First what I think are some catches to their use: 

- A profile in Lightroom is not used and remembered, it is reloaded each time you touch a photo.   So in particular if you change or lose a profile, any photo to which it had been previously applied is implicitly altered (and if you lose it, the profile reverts to an adobe one).  As opposed to a develop preset which is applied and done once, and changes to the development preset only affect subsequent applications.

- A profile in lightroom is stored (at least in Windows) in a place separate from user presets, so they are both computer and user specific, and need to be preserved if you replace a computer or change accounts.

So what I THINK I want to do is the following.  What I could use is some validation or correction: 

1) Create one dual-illumination profile for general use for the camera, and more profiles as needed for unusual lighting 

2) Name the dual-illumination one something like "My Standard", and the others clearly.

3) Do the above for each camera.  As I create them, rename the file (but not the profile) to be camera specific.  So for example "My Standard D4.dcp" and "My Standard D800.dcp".  Be certain each name is used for each camera.

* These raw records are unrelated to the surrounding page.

//! Per-person and per-night rates, in won.

/// Rates used by the cost estimator.
#[derive(Debug, Clone, PartialEq, Eq)]
pub struct CostRates {
    /// Per person per day
    pub breakfast: u32,
    pub lunch: u32,
    pub dinner: u32,
    pub snacks: u32,

    /// Per person per trip
    pub admission: u32,
    pub experiences: u32,
    pub souvenirs: u32,

    /// Per night, for the whole party
    pub accommodation_per_night: u32,
}

impl CostRates {
    /// Food cost for one person for one day.
    pub fn food_per_person_day(&self) -> u64 {
        [self.breakfast, self.lunch, self.dinner, self.snacks]
            .into_iter()
            .map(u64::from)
            .sum()
    }

    /// Activity cost for one person over the trip.
    pub fn activities_per_person(&self) -> u64 {
        [self.admission, self.experiences, self.souvenirs]
            .into_iter()
            .map(u64::from)
            .sum()
    }
}

impl Default for CostRates {
    fn default() -> Self {
        Self {
            breakfast: 8_000,
            lunch: 12_000,
            dinner: 15_000,
            snacks: 5_000,
            admission: 10_000,
            experiences: 5_000,
            souvenirs: 20_000,
            accommodation_per_night: 80_000,
        }
    }
}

4) Place these appropriately.

5) Update my development presets (which are not camera specific) to include the appropriate profile name (not the file name, e.g. "My Standard" as opposed to "My Standard D800.dcp".

6) Make darn sure I never change or lose one of these during upgrades, etc. (or if I change them be fore I'm OK that this changes every prior photo), so for example, if I want to change a profile without affecting the past, I need a "My Standard V2". 

After doing this, I think I can save my profiles in "C:\Users\ferguson\AppData\Roaming\Adobe\CameraRaw\CameraProfiles", and if I import photos from any camera with the same preset, it will apply the appropriate profile.

Note I do not have the presets tagged to be ISO or serial number specific. 

Do I have this correct?


----------



## Linwood Ferguson (Nov 21, 2013)

Incidentally, if you want to see what kind of difference it makes, this is the Adobe Camera Standard (which I had considered pretty good) compared to one built with the colorchecker (right).

I realize to some extent it just made it more saturated, but it did so preferentially.   Much deeper blues and reds for example, but the yellow floor didn't change much.


----------



## bobrobert (Nov 22, 2013)

Have the images been enhanced or have they just had the profile applied? The problem I see is what is the point of applying an "accurate" profile and then enhancing it by possibly changing hue, contrast and saturation? The checker costs money and the free adobe profile is a good starting point if you want further enhancements of the image?


----------



## Linwood Ferguson (Nov 22, 2013)

bobrobert said:


> Have the images been enhanced or have they just had the profile applied? The problem I see is what is the point of applying an "accurate" profile and then enhancing it by possibly changing hue, contrast and saturation? The checker costs money and the free adobe profile is a good starting point if you want further enhancements of the image?



My apologies, Bob, I don't quite understand your question.  Different individual cameras (not just models but instances of cameras) have different responses.  The overall goal is to produce a more accurate image much as the same reason one has a calibrated monitor.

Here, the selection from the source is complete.